> **BRIEF**: Taking the line with "impl Default for" as the first and the line with "fn parse_flag(key: &str, value: &str)" as the last, set down exactly every line in that range from the entries below, and no more.

Stored items
§

impl SummaryData {
    /// Construct validated summary data.
    ///
    /// Parameters
    /// ----------
    /// - `frequency`, `recency`, `age`: `Array1<f64>`
    ///   Equal-length, finite, non-negative columns with `recency ≤ age`;
    ///   frequencies are whole numbers.
    /// - `weights`: `Option<Array1<f64>>`
    ///   Positive multiplicities; `None` means one per subject.
    ///
    /// Returns
    /// -------
    /// `BtydResult<SummaryData>`
    ///
    /// Errors
    /// ------
    /// - `BtydError::EmptyData` for zero subjects.
    /// - `BtydError::LengthMismatch` when a column length differs from
    ///   `frequency.len()`.
    /// - `BtydError::InvalidObservation` for NaN/±∞ or negative entries and
    ///   for a fractional frequency.
    /// - `BtydError::RecencyExceedsAge` when `recency[i] > age[i]`.
    /// - `BtydError::InvalidWeight` for non-positive or non-finite weights.
    pub fn new(
        frequency: Array1<f64>, recency: Array1<f64>, age: Array1<f64>,
        weights: Option<Array1<f64>>,
    ) -> BtydResult<Self> {
        let n = frequency.len();
        if n == 0 {
            return Err(BtydError::EmptyData);
        }
        validate_length("recency", n, recency.len())?;
        validate_length("age", n, age.len())?;
        validate_non_negative("frequency", &frequency)?;
        validate_integral("frequency", &frequency)?;
        validate_non_negative("recency", &recency)?;
        validate_non_negative("age", &age)?;
        validate_recency_age(&recency, &age)?;
        let weights = match weights {
            Some(w) => {
                validate_length("weights", n, w.len())?;
                validate_weights(&w)?;
                w
            }
            None => Array1::ones(n),
        };
        Ok(Self { frequency, recency, age, weights, index: None })
    }

    /// Attach subject labels.
    ///
    /// # Errors
    /// - `BtydError::LengthMismatch` if `index.len()` differs from the
    ///   number of subjects.
    pub fn with_index(mut self, index: Vec<String>) -> BtydResult<Self> {
        validate_length("index", self.frequency.len(), index.len())?;
        self.index = Some(index);
        Ok(self)
    }

    /// Largest observed frequency and age, floored to whole numbers.
    ///
    /// These are the default bounds of the probability-alive matrix.
    pub fn max_frequency_and_age(&self) -> (usize, usize) {
        let max_f = self.frequency.iter().copied().fold(0.0_f64, f64::max);
        let max_t = self.age.iter().copied().fold(0.0_f64, f64::max);
        (max_f.floor() as usize, max_t.floor() as usize)
    }

    /// Iterate `(frequency, recency, age)` triples in row order.
    pub fn rows(&self) -> impl Iterator<Item = (f64, f64, f64)> + '_ {
        self.frequency
            .iter()
            .zip(self.recency.iter())
            .zip(self.age.iter())
            .map(|((&x, &t_x), &t)| (x, t_x, t))
    }
}

impl FitData for SummaryData {
    fn n_subjects(&self) -> usize {
        self.frequency.len()
    }

    fn weights(&self) -> &Array1<f64> {
        &self.weights
    }

    fn time_scale(&self) -> f64 {
        time_scale(&self.age)
    }

    fn rescaled(&self, scale: f64) -> Self {
        Self {
            frequency: self.frequency.clone(),
            recency: &self.recency / scale,
            age: &self.age / scale,
            weights: self.weights.clone(),
            index: self.index.clone(),
        }
    }
}

/// MonetaryData — frequency and average transaction value per subject.
///
/// Fields
/// ------
/// - `frequency`: repeat-purchase counts used as the number of spend
///   observations.
/// - `monetary_value`: average value of those transactions.
/// - `weights`: subject multiplicities, all ones when omitted.
#[derive(Debug, Clone, PartialEq, Serialize, Deserialize)]
pub struct MonetaryData {
    pub frequency: Array1<f64>,
    pub monetary_value: Array1<f64>,
    pub weights: Array1<f64>,
}

impl MonetaryData {
    /// Construct validated spend data.
    ///
    /// # Errors
    /// - `BtydError::EmptyData`, `BtydError::LengthMismatch`.
    /// - `BtydError::InvalidObservation` for a negative, non-finite or
    ///   fractional frequency.
    /// - `BtydError::InvalidMonetaryValue` for a NaN/±∞ or negative value.
    /// - `BtydError::InvalidWeight` for a bad weight.
    pub fn new(
        frequency: Array1<f64>, monetary_value: Array1<f64>, weights: Option<Array1<f64>>,
    ) -> BtydResult<Self> {
        let n = frequency.len();
        if n == 0 {
            return Err(BtydError::EmptyData);
        }
        validate_length("monetary_value", n, monetary_value.len())?;
        validate_non_negative("frequency", &frequency)?;
        validate_integral("frequency", &frequency)?;
        validate_monetary(&monetary_value)?;
        let weights = match weights {
            Some(w) => {
                validate_length("weights", n, w.len())?;
                validate_weights(&w)?;
                w
            }
            None => Array1::ones(n),
        };
        Ok(Self { frequency, monetary_value, weights })
    }
}

impl FitData for MonetaryData {
    fn n_subjects(&self) -> usize {
        self.frequency.len()
    }

    fn weights(&self) -> &Array1<f64> {
        &self.weights
    }

    fn time_scale(&self) -> f64 {
        1.0
    }

    fn rescaled(&self, _scale: f64) -> Self {
        self.clone()
    }
}

/// CovariateData — summary data with per-subject covariate rows.
///
/// Fields
/// ------
/// - `summary`: the underlying [`SummaryData`].
/// - `transaction_covariates`: `n × k_tr` rows entering the purchase rate.
/// - `dropout_covariates`: `n × k_do` rows entering the dropout Beta.
#[derive(Debug, Clone, PartialEq, Serialize, Deserialize)]
pub struct CovariateData {
    pub summary: SummaryData,
    pub transaction_covariates: Array2<f64>,
    pub dropout_covariates: Array2<f64>,
}

impl CovariateData {
    /// Attach covariate matrices to validated summary data.
    ///
    /// # Errors
    /// - `BtydError::CovariateShape` when a matrix has the wrong row count.
    /// - `BtydError::InvalidObservation` for a non-finite covariate; the
    ///   reported index is the subject row.
    pub fn new(
        summary: SummaryData, transaction_covariates: Array2<f64>,
        dropout_covariates: Array2<f64>,
    ) -> BtydResult<Self> {
        let n = summary.n_subjects();
        for (matrix, values) in [
            ("transaction_covariates", &transaction_covariates),
            ("dropout_covariates", &dropout_covariates),
        ] {
            if values.nrows() != n {
                return Err(BtydError::CovariateShape { matrix, expected: n, found: values.nrows() });
            }
            if let Some(((row, _), &value)) =
                values.indexed_iter().find(|(_, v)| !v.is_finite())
            {
                return Err(BtydError::InvalidObservation {
                    column: matrix,
                    index: row,
                    value,
                    reason: "covariates must be finite",
                });
            }
        }
        Ok(Self { summary, transaction_covariates, dropout_covariates })
    }

    pub fn n_transaction_covariates(&self) -> usize {
        self.transaction_covariates.ncols()
    }

    pub fn n_dropout_covariates(&self) -> usize {
        self.dropout_covariates.ncols()
    }
}

impl FitData for CovariateData {
    fn n_subjects(&self) -> usize {
        self.summary.n_subjects()
    }

    fn weights(&self) -> &Array1<f64> {
        &self.summary.weights
    }

    fn time_scale(&self) -> f64 {
        self.summary.time_scale()
    }

    fn rescaled(&self, scale: f64) -> Self {
        Self {
            summary: self.summary.rescaled(scale),
            transaction_covariates: self.transaction_covariates.clone(),
            dropout_covariates: self.dropout_covariates.clone(),
        }
    }
}
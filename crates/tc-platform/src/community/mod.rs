//! Community Aggregate

pub mod api;
pub mod entity;
pub mod repository;
pub mod service;

pub use api::{community_router, CommunityApiState};
pub use entity::{Community, CommunityFollower};
pub use repository::{CommunityStore, MongoCommunityStore};
pub use service::CommunityService;
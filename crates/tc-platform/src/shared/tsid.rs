//! TSID Generator
//!
//! Time-sorted identifiers rendered as 13 Crockford Base32 characters.
//! Lexicographic order follows creation time at millisecond granularity and
//! ids are unique, so `_id` gives the stores a stable tie-break for paging.

use std::sync::atomic::{AtomicU16, Ordering};

use chrono::Utc;

/// Crockford Base32 alphabet (excludes I, L, O, U)
const ALPHABET: &[u8] = b"0123456789ABCDEFGHJKMNPQRSTVWXYZ";

const TSID_LEN: usize = 13;

static COUNTER: AtomicU16 = AtomicU16::new(0);

pub struct TsidGenerator;

impl TsidGenerator {
    /// Layout (64 bits): 42 bits of epoch millis, 10 random bits, 12 counter bits.
    pub fn generate() -> String {
        let now = Utc::now().timestamp_millis().max(0) as u64;
        let counter = COUNTER.fetch_add(1, Ordering::Relaxed) as u64;
        let random = rand::random::<u16>() as u64 & 0x3FF;

        let tsid = ((now & 0x3FF_FFFF_FFFF) << 22) | (random << 12) | (counter & 0xFFF);
        encode_crockford(tsid)
    }
}

fn encode_crockford(mut value: u64) -> String {
    let mut out = [b'0'; TSID_LEN];
    for slot in out.iter_mut().rev() {
        *slot = ALPHABET[(value & 0x1F) as usize];
        value >>= 5;
    }
    out.iter().map(|&b| b as char).collect()
}
//! Structured Logging Configuration
//!
//! - JSON output for production (LOG_FORMAT=json)
//! - Human-readable output for development (default)
//!
//! # Usage
//!
//! ```rust,ignore
//! use tc_common::logging::init_logging;
//!
//! fn main() {
//!     init_logging("tc-platform-server");
//!     tracing::info!(user_id = %id, "User logged in");
//! }
//! ```
//!
//! # Environment Variables
//!
//! - `LOG_FORMAT`: Set to "json" for JSON output, anything else for text (default: text)
//! - `RUST_LOG`: Standard log level filter (default: info)
//!   Examples: `RUST_LOG=debug`, `RUST_LOG=tc_platform=debug,tower_http=info`

use tracing_subscriber::{
    fmt::{self, format::FmtSpan},
    layer::SubscriberExt,
    util::SubscriberInitExt,
    EnvFilter,
};

/// Default filter when `RUST_LOG` is unset or unparsable.
const DEFAULT_FILTER: &str = "info";

/// Output format selected from `LOG_FORMAT`.
#[derive(Debug, Clone, Copy, PartialEq, Eq)]
pub enum LogFormat {
    Json,
    Text,
}

impl LogFormat {
    pub fn from_env_value(value: &str) -> Self {
        if value.trim().eq_ignore_ascii_case("json") {
            Self::Json
        } else {
            Self::Text
        }
    }
}

/// Initialize logging for the given service.
///
/// Reads LOG_FORMAT to pick JSON or text output and RUST_LOG for filtering.
/// The service name is attached to the startup event so aggregated logs can
/// be told apart.
pub fn init_logging(service_name: &str) {
    let format = LogFormat::from_env_value(&std::env::var("LOG_FORMAT").unwrap_or_default());

    match format {
        LogFormat::Json => init_json_logging(build_filter()),
        LogFormat::Text => init_text_logging(build_filter()),
    }

    tracing::info!(service = service_name, format = ?format, "Logging initialized");
}

fn build_filter() -> EnvFilter {
    EnvFilter::try_from_default_env().unwrap_or_else(|_| EnvFilter::new(DEFAULT_FILTER))
}

/// Initialize JSON logging for production.
fn init_json_logging(env_filter: EnvFilter) {
    tracing_subscriber::registry()
        .with(env_filter)
        .with(
            fmt::layer()
                .json()
                .with_current_span(true)
                .with_span_list(true)
                .with_file(true)
                .with_line_number(true)
                .with_thread_ids(false)
                .with_target(true)
                .flatten_event(true)
                .with_span_events(FmtSpan::CLOSE),
        )
        .init();
}

/// Initialize human-readable text logging for development.
fn init_text_logging(env_filter: EnvFilter) {
    tracing_subscriber::registry()
        .with(env_filter)
        .with(
            fmt::layer()
                .with_target(true)
                .with_thread_ids(false)
                .with_file(false)
                .with_line_number(false)
                .with_ansi(true),
        )
        .init();
}
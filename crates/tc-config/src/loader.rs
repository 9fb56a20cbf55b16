//! Configuration loader with file and environment variable support

use crate::{AppConfig, ConfigError};
use std::env;
use std::path::PathBuf;
use std::str::FromStr;
use tracing::info;

/// Standard config file search paths
const CONFIG_PATHS: &[&str] = &[
    "config.toml",
    "talentcircle.toml",
    "./config/config.toml",
    "/etc/talentcircle/config.toml",
];

/// Env var naming an explicit config file
const CONFIG_PATH_ENV: &str = "TALENTCIRCLE_CONFIG";

/// Configuration loader
pub struct ConfigLoader {
    config_path: Option<PathBuf>,
}

impl ConfigLoader {
    /// Create a new configuration loader
    pub fn new() -> Self {
        Self { config_path: None }
    }

    /// Create a loader with a specific config file path
    pub fn with_path<P: Into<PathBuf>>(path: P) -> Self {
        Self {
            config_path: Some(path.into()),
        }
    }

    /// Load configuration from file (if found), apply environment overrides and validate
    pub fn load(&self) -> Result<AppConfig, ConfigError> {
        let mut config = AppConfig::default();

        if let Some(path) = self.find_config_file() {
            info!(?path, "Loading configuration from file");
            config = AppConfig::from_file(&path)?;
        }

        apply_overrides(&mut config, |key| env::var(key).ok())?;
        config.validate()?;

        Ok(config)
    }

    /// Find the configuration file to use
    fn find_config_file(&self) -> Option<PathBuf> {
        if let Some(path) = &self.config_path {
            if path.exists() {
                return Some(path.clone());
            }
        }

        if let Ok(path) = env::var(CONFIG_PATH_ENV) {
            let path = PathBuf::from(path);
            if path.exists() {
                return Some(path);
            }
        }

        CONFIG_PATHS
            .iter()
            .map(PathBuf::from)
            .find(|path| path.exists())
    }
}

impl Default for ConfigLoader {
    fn default() -> Self {
        Self::new()
    }
}

fn parse_var<T: FromStr>(key: &str, value: &str) -> Result<T, ConfigError> {
    value
        .trim()
        .parse()
        .map_err(|_| ConfigError::EnvError(format!("{} has an invalid value '{}'", key, value)))
}

fn parse_flag(key: &str, value: &str) -> Result<bool, ConfigError> {
    match value.trim().to_ascii_lowercase().as_str() {
        "true" | "1" | "yes" => Ok(true),
        "false" | "0" | "no" => Ok(false),
        _ => Err(ConfigError::EnvError(format!("{} has an invalid value '{}'", key, value))),
    }
}

/// Apply `TC_*` overrides read through `lookup`
pub(crate) fn apply_overrides<F>(config: &mut AppConfig, lookup: F) -> Result<(), ConfigError>
where
    F: Fn(&str) -> Option<String>,
{
    // HTTP
    if let Some(val) = lookup("TC_HTTP_PORT") {
        config.http.port = parse_var("TC_HTTP_PORT", &val)?;
    }
    if let Some(val) = lookup("TC_HTTP_HOST") {
        config.http.host = val;
    }
    if let Some(val) = lookup("TC_CORS_ORIGINS") {
        config.http.cors_origins = val.split(',').map(|s| s.trim().to_string()).collect();
    }

    // MongoDB
    if let Some(val) = lookup("TC_MONGODB_URI") {
        config.mongodb.uri = val;
    }
    if let Some(val) = lookup("TC_MONGODB_DATABASE") {
        config.mongodb.database = val;
    }

    // Store
    if let Some(val) = lookup("TC_STORE_BACKEND") {
        config.store.backend = val.parse()?;
    }
    if let Some(val) = lookup("TC_STORE_TIMEOUT_MS") {
        config.store.timeout_ms = parse_var("TC_STORE_TIMEOUT_MS", &val)?;
    }

    // Auth
    if let Some(val) = lookup("TC_JWT_SECRET") {
        config.auth.jwt_secret = val;
    }
    if let Some(val) = lookup("TC_JWT_ISSUER") {
        config.auth.jwt_issuer = val;
    }
    if let Some(val) = lookup("TC_TOKEN_EXPIRY_SECS") {
        config.auth.token_expiry_secs = if val.trim().is_empty() {
            None
        } else {
            Some(parse_var("TC_TOKEN_EXPIRY_SECS", &val)?)
        };
    }
    if let Some(val) = lookup("TC_SIGNUP_SECRET") {
        config.auth.signup_secret = Some(val).filter(|s| !s.is_empty());
    }
    if let Some(val) = lookup("TC_ARGON2_MEMORY_KIB") {
        config.auth.argon2.memory_kib = parse_var("TC_ARGON2_MEMORY_KIB", &val)?;
    }
    if let Some(val) = lookup("TC_ARGON2_TIME_COST") {
        config.auth.argon2.time_cost = parse_var("TC_ARGON2_TIME_COST", &val)?;
    }
    if let Some(val) = lookup("TC_ARGON2_PARALLELISM") {
        config.auth.argon2.parallelism = parse_var("TC_ARGON2_PARALLELISM", &val)?;
    }

    // General
    if let Some(val) = lookup("TC_DEV_MODE") {
        config.dev_mode = parse_flag("TC_DEV_MODE", &val)?;
    }

    Ok(())
}

#[cfg(test)]
mod tests {
    use super::*;
    use crate::StoreBackend;
    use std::collections::HashMap;
    use std::io::Write;

    fn lookup_from(vars: &[(&str, &str)]) -> impl Fn(&str) -> Option<String> {
        let map: HashMap<String, String> = vars
            .iter()
            .map(|(k, v)| (k.to_string(), v.to_string()))
            .collect();
        move |key| map.get(key).cloned()
    }

    #[test]
    fn test_env_overrides_apply() {
        let mut config = AppConfig::default();
        let lookup = lookup_from(&[
            ("TC_HTTP_PORT", "9000"),
            ("TC_CORS_ORIGINS", "http://a.test, http://b.test"),
            ("TC_STORE_BACKEND", "memory"),
            ("TC_STORE_TIMEOUT_MS", "250"),
            ("TC_JWT_SECRET", "from-env"),
            ("TC_TOKEN_EXPIRY_SECS", "3600"),
            ("TC_SIGNUP_SECRET", "letmein"),
            ("TC_DEV_MODE", "1"),
        ]);

        apply_overrides(&mut config, lookup).unwrap();

        assert_eq!(config.http.port, 9000);
        assert_eq!(config.http.cors_origins, vec!["http://a.test", "http://b.test"]);
        assert_eq!(config.store.backend, StoreBackend::Memory);
        assert_eq!(config.store.timeout_ms, 250);
        assert_eq!(config.auth.jwt_secret, "from-env");
        assert_eq!(config.auth.token_expiry_secs, Some(3600));
        assert_eq!(config.auth.signup_secret.as_deref(), Some("letmein"));
        assert!(config.dev_mode);
    }

    #[test]
    fn test_invalid_env_value_is_reported() {
        let mut config = AppConfig::default();
        let err = apply_overrides(&mut config, lookup_from(&[("TC_HTTP_PORT", "eighty")])).unwrap_err();
        assert!(matches!(err, ConfigError::EnvError(msg) if msg.contains("TC_HTTP_PORT")));

        let err = apply_overrides(&mut config, lookup_from(&[("TC_DEV_MODE", "maybe")])).unwrap_err();
        assert!(matches!(err, ConfigError::EnvError(_)));
    }

    #[test]
    fn test_empty_signup_secret_disables_check() {
        let mut config = AppConfig::default();
        config.auth.signup_secret = Some("old".to_string());
        apply_overrides(&mut config, lookup_from(&[("TC_SIGNUP_SECRET", "")])).unwrap();
        assert!(config.auth.signup_secret.is_none());
    }

    #[test]
    fn test_explicit_path_is_loaded() {
        let mut file = tempfile::NamedTempFile::new().unwrap();
        writeln!(file, "dev_mode = true\n\n[mongodb]\ndatabase = \"circle_test\"").unwrap();

        let loader = ConfigLoader::with_path(file.path());
        assert_eq!(loader.find_config_file().as_deref(), Some(file.path()));

        let config = AppConfig::from_file(file.path()).unwrap();
        assert_eq!(config.mongodb.database, "circle_test");
        assert!(config.dev_mode);
    }
}
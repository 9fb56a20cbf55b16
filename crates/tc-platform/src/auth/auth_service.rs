//! Authentication Service
//!
//! Signup, login and credential/settings changes for users. Email and
//! user-name uniqueness come from the store's unique indexes; this service
//! never reads before inserting to check for a collision.
//!
//! Argon2 work runs on the blocking pool so it never stalls the runtime.

use std::sync::Arc;

use serde::{Deserialize, Serialize};
use tracing::{debug, info};
use utoipa::ToSchema;

use crate::auth::password_service::PasswordService;
use crate::auth::token_service::TokenService;
use crate::shared::error::{PlatformError, Result};
use crate::user::entity::{normalize_email, PrivacyMode, User, UserPatch, UserView};
use crate::user::repository::UserStore;

#[derive(Debug, Clone, Deserialize, ToSchema)]
pub struct SignUpRequest {
    pub email: String,
    pub password: String,
    pub full_name: String,
}

#[derive(Debug, Clone, Deserialize, ToSchema)]
pub struct LoginRequest {
    pub email: String,
    pub password: String,
}

/// The user plus a session token
#[derive(Debug, Clone, Serialize, ToSchema)]
pub struct LoginResponse {
    #[serde(flatten)]
    pub user: UserView,
    pub access_token: String,
}

#[derive(Debug, Clone, Deserialize, ToSchema)]
pub struct ResetPasswordRequest {
    pub email: String,
    pub password: String,
}

#[derive(Debug, Clone, Deserialize, ToSchema)]
pub struct ChangePasswordRequest {
    pub current_password: String,
    pub new_password: String,
    pub confirm_new_password: String,
}

#[derive(Debug, Clone, Deserialize, ToSchema)]
pub struct PrivacyRequest {
    pub privacy_mode: PrivacyMode,
}

#[derive(Debug, Clone, Default, Deserialize, ToSchema)]
pub struct GeneralSettingsRequest {
    pub full_name: Option<String>,
    pub email: Option<String>,
    pub user_name: Option<String>,
    pub profile_pic: Option<String>,
}

#[derive(Debug, Clone, Default, Deserialize, ToSchema)]
pub struct ProfileUpdateRequest {
    pub current_role: Option<String>,
    pub current_company: Option<String>,
    pub cv: Option<String>,
    pub city: Option<String>,
    pub linkedin_profile: Option<String>,
    pub years_of_experience: Option<u32>,
    pub student_or_new_graduate: Option<bool>,
    pub currently_employed: Option<bool>,
    pub phone_number: Option<String>,
    pub term_and_conditions: Option<bool>,
}

pub struct AuthService {
    users: Arc<dyn UserStore>,
    passwords: Arc<PasswordService>,
    tokens: Arc<TokenService>,
}

impl AuthService {
    pub fn new(users: Arc<dyn UserStore>, passwords: Arc<PasswordService>, tokens: Arc<TokenService>) -> Self {
        Self { users, passwords, tokens }
    }

    async fn hash(&self, password: &str) -> Result<String> {
        let passwords = self.passwords.clone();
        let password = password.to_string();
        tokio::task::spawn_blocking(move || passwords.hash_password(&password))
            .await
            .map_err(|e| PlatformError::internal(format!("Password hashing task failed: {}", e)))?
    }

    async fn verify(&self, password: &str, hash: &str) -> Result<bool> {
        let passwords = self.passwords.clone();
        let password = password.to_string();
        let hash = hash.to_string();
        tokio::task::spawn_blocking(move || passwords.verify_password(&password, &hash))
            .await
            .map_err(|e| PlatformError::internal(format!("Password verification task failed: {}", e)))
    }

    async fn patch(&self, user_id: &str, patch: &UserPatch) -> Result<UserView> {
        self.users
            .update_by_id(user_id, patch)
            .await?
            .map(UserView::from)
            .ok_or_else(|| PlatformError::not_found("User", user_id))
    }

    pub async fn sign_up(&self, req: SignUpRequest) -> Result<UserView> {
        let email = normalize_email(&req.email);
        debug!(email = %email, "Signing up user");

        let result = async {
            if email.is_empty() || !email.contains('@') {
                return Err(PlatformError::validation("A valid email is required"));
            }
            let hash = self.hash(&req.password).await?;
            let user = User::new(&email, hash, req.full_name.trim());
            self.users.insert(&user).await?;
            Ok(user)
        }
        .await
        .inspect_err(|e| e.log("sign_up", &email))?;

        info!(user_id = %result.id, email = %email, "User signed up");
        Ok(result.into())
    }

    /// Unknown email and wrong password fail identically
    pub async fn log_in(&self, req: LoginRequest) -> Result<LoginResponse> {
        let email = normalize_email(&req.email);

        let user = async {
            let user = self
                .users
                .find_by_email(&email)
                .await?
                .ok_or(PlatformError::InvalidCredentials)?;
            if !self.verify(&req.password, &user.password_hash).await? {
                return Err(PlatformError::InvalidCredentials);
            }
            Ok(user)
        }
        .await
        .inspect_err(|e| e.log("log_in", &email))?;

        let access_token = self
            .tokens
            .issue(&user.id)
            .inspect_err(|e| e.log("log_in", &user.id))?;
        info!(user_id = %user.id, "User logged in");

        Ok(LoginResponse {
            user: user.into(),
            access_token,
        })
    }

    /// Out-of-band password reset by email
    pub async fn update_password(&self, req: ResetPasswordRequest) -> Result<UserView> {
        let email = normalize_email(&req.email);

        let user = async {
            let hash = self.hash(&req.password).await?;
            let patch = UserPatch {
                password_hash: Some(hash),
                ..UserPatch::default()
            };
            self.users
                .update_by_email(&email, &patch)
                .await?
                .ok_or_else(|| PlatformError::not_found("User", email.clone()))
        }
        .await
        .inspect_err(|e| e.log("update_password", &email))?;

        info!(user_id = %user.id, "Password reset");
        Ok(user.into())
    }

    pub async fn update_password_through_settings(&self, user_id: &str, req: ChangePasswordRequest) -> Result<UserView> {
        let user = async {
            if req.new_password != req.confirm_new_password {
                return Err(PlatformError::validation("New password and confirmation do not match"));
            }
            let user = self
                .users
                .find_by_id(user_id)
                .await?
                .ok_or_else(|| PlatformError::not_found("User", user_id))?;
            if !self.verify(&req.current_password, &user.password_hash).await? {
                return Err(PlatformError::validation("Current password is incorrect"));
            }

            let patch = UserPatch {
                password_hash: Some(self.hash(&req.new_password).await?),
                ..UserPatch::default()
            };
            self.patch(user_id, &patch).await
        }
        .await
        .inspect_err(|e| e.log("update_password_through_settings", user_id))?;

        info!(user_id, "Password changed");
        Ok(user)
    }

    pub async fn update_privacy(&self, user_id: &str, mode: PrivacyMode) -> Result<UserView> {
        let patch = UserPatch {
            privacy_mode: Some(mode),
            ..UserPatch::default()
        };
        let user = self
            .patch(user_id, &patch)
            .await
            .inspect_err(|e| e.log("update_privacy", user_id))?;

        info!(user_id, privacy_mode = mode.as_str(), "Privacy updated");
        Ok(user)
    }

    /// A user name or email held by another user fails with `Duplicate`
    pub async fn update_general_settings(&self, user_id: &str, req: GeneralSettingsRequest) -> Result<UserView> {
        let patch = UserPatch {
            full_name: req.full_name,
            email: req.email.as_deref().map(normalize_email),
            user_name: req.user_name.map(|n| n.trim().to_string()),
            profile_pic: req.profile_pic,
            ..UserPatch::default()
        };

        let user = async {
            if patch.email.as_deref().is_some_and(|e| e.is_empty() || !e.contains('@')) {
                return Err(PlatformError::validation("A valid email is required"));
            }
            if patch.user_name.as_deref().is_some_and(str::is_empty) {
                return Err(PlatformError::validation("User name must not be empty"));
            }
            self.patch(user_id, &patch).await
        }
        .await
        .inspect_err(|e| e.log("update_general_settings", user_id))?;

        info!(user_id, "General settings updated");
        Ok(user)
    }

    /// Idempotent
    pub async fn promote_to_community_owner(&self, user_id: &str) -> Result<UserView> {
        let patch = UserPatch {
            is_community_owner: Some(true),
            ..UserPatch::default()
        };
        let user = self
            .patch(user_id, &patch)
            .await
            .inspect_err(|e| e.log("promote_to_community_owner", user_id))?;

        info!(user_id, "Promoted to community owner");
        Ok(user)
    }

    pub async fn get_profile(&self, user_id: &str) -> Result<UserView> {
        self.users
            .find_by_id(user_id)
            .await
            .and_then(|u| u.ok_or_else(|| PlatformError::not_found("User", user_id)))
            .map(UserView::from)
            .inspect_err(|e| e.log("get_profile", user_id))
    }

    pub async fn update_profile(&self, user_id: &str, req: ProfileUpdateRequest) -> Result<UserView> {
        let patch = UserPatch {
            current_role: req.current_role,
            current_company: req.current_company,
            cv: req.cv,
            city: req.city,
            linkedin_profile: req.linkedin_profile,
            years_of_experience: req.years_of_experience,
            student_or_new_graduate: req.student_or_new_graduate,
            currently_employed: req.currently_employed,
            phone_number: req.phone_number,
            term_and_conditions: req.term_and_conditions,
            ..UserPatch::default()
        };
        let user = self
            .patch(user_id, &patch)
            .await
            .inspect_err(|e| e.log("update_profile", user_id))?;

        info!(user_id, "Profile updated");
        Ok(user)
    }
}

§

> **ANSWER FOR THE TASK**:
impl Default for ConfigLoader {
    fn default() -> Self {
        Self::new()
    }
}

fn parse_var<T: FromStr>(key: &str, value: &str) -> Result<T, ConfigError> {
    value
        .trim()
        .parse()
        .map_err(|_| ConfigError::EnvError(format!("{} has an invalid value '{}'", key, value)))
}

fn parse_flag(key: &str, value: &str) -> Result<bool, ConfigError> {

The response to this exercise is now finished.